- **YOUR ASSIGNMENT**: Examine the records and identify each line that includes the string "mirror". Copy those lines.

- **INPUT RECORDS**:
----
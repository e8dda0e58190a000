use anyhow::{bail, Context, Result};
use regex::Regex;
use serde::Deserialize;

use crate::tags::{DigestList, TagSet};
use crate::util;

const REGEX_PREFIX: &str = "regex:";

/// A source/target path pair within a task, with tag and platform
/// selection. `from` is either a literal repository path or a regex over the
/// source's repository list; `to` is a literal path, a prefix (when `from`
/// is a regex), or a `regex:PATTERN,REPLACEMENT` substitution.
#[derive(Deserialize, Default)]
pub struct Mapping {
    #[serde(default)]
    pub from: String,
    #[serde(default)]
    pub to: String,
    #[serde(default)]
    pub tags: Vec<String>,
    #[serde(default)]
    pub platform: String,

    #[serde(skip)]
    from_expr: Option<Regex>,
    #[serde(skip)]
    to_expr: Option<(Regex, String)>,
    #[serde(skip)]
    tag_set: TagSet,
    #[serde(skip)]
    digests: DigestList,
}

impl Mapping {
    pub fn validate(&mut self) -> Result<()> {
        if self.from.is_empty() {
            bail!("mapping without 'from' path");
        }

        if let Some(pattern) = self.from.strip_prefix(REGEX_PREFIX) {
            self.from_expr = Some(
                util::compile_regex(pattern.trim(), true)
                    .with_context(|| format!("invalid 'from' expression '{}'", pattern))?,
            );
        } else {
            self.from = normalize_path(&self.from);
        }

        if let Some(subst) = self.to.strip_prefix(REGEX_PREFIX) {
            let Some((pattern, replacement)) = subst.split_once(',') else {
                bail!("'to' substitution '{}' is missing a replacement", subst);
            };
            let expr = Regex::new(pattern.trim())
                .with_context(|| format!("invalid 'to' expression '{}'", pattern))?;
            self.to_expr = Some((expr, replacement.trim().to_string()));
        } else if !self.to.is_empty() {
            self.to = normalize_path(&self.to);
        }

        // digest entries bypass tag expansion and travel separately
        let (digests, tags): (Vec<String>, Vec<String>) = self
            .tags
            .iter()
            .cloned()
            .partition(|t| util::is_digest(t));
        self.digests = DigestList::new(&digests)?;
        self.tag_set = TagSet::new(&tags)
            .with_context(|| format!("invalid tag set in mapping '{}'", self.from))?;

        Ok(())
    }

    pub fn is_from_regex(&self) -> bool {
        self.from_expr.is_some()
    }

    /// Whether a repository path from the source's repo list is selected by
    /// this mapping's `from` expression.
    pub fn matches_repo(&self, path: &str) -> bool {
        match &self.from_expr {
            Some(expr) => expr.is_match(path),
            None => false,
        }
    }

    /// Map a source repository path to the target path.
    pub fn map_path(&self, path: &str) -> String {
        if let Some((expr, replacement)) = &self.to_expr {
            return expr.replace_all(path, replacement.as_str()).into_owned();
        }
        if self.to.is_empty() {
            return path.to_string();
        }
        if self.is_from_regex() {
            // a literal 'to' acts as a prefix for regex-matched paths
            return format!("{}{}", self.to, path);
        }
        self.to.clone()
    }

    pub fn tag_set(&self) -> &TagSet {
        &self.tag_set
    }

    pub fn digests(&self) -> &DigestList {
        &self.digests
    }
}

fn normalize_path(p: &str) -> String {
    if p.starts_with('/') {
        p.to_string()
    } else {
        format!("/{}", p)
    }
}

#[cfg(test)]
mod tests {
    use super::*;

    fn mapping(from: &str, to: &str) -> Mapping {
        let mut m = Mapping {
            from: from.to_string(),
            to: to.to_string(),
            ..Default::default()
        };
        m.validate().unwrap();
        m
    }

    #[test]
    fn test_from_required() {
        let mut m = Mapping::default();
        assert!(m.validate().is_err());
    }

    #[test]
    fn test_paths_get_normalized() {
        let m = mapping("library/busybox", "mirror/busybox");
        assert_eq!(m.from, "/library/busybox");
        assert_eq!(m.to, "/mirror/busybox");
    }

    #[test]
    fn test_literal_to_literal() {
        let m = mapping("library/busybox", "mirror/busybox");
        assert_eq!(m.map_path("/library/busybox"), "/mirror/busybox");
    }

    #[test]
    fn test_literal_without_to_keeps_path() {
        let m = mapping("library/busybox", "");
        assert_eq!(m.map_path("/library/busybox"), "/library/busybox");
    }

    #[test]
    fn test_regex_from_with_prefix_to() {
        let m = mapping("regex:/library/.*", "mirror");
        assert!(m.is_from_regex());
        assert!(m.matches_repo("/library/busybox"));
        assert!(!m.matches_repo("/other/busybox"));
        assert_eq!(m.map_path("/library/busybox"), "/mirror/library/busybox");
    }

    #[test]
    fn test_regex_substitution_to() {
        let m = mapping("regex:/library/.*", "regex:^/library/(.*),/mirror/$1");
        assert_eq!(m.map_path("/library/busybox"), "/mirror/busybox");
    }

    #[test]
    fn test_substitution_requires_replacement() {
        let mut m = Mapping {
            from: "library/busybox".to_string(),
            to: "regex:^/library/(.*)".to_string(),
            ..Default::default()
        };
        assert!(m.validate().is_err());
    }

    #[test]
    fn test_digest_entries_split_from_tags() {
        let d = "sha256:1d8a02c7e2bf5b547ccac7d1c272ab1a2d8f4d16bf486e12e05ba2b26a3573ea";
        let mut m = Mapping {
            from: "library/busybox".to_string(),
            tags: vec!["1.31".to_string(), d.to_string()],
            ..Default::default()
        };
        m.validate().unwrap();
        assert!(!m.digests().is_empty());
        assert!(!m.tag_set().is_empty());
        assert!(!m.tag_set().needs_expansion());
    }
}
----
- **TASK OUTPUT**:
        let m = mapping("library/busybox", "mirror/busybox");
        assert_eq!(m.to, "/mirror/busybox");
        let m = mapping("library/busybox", "mirror/busybox");
        assert_eq!(m.map_path("/library/busybox"), "/mirror/busybox");
        let m = mapping("regex:/library/.*", "mirror");
        assert_eq!(m.map_path("/library/busybox"), "/mirror/library/busybox");
        let m = mapping("regex:/library/.*", "regex:^/library/(.*),/mirror/$1");
        assert_eq!(m.map_path("/library/busybox"), "/mirror/busybox");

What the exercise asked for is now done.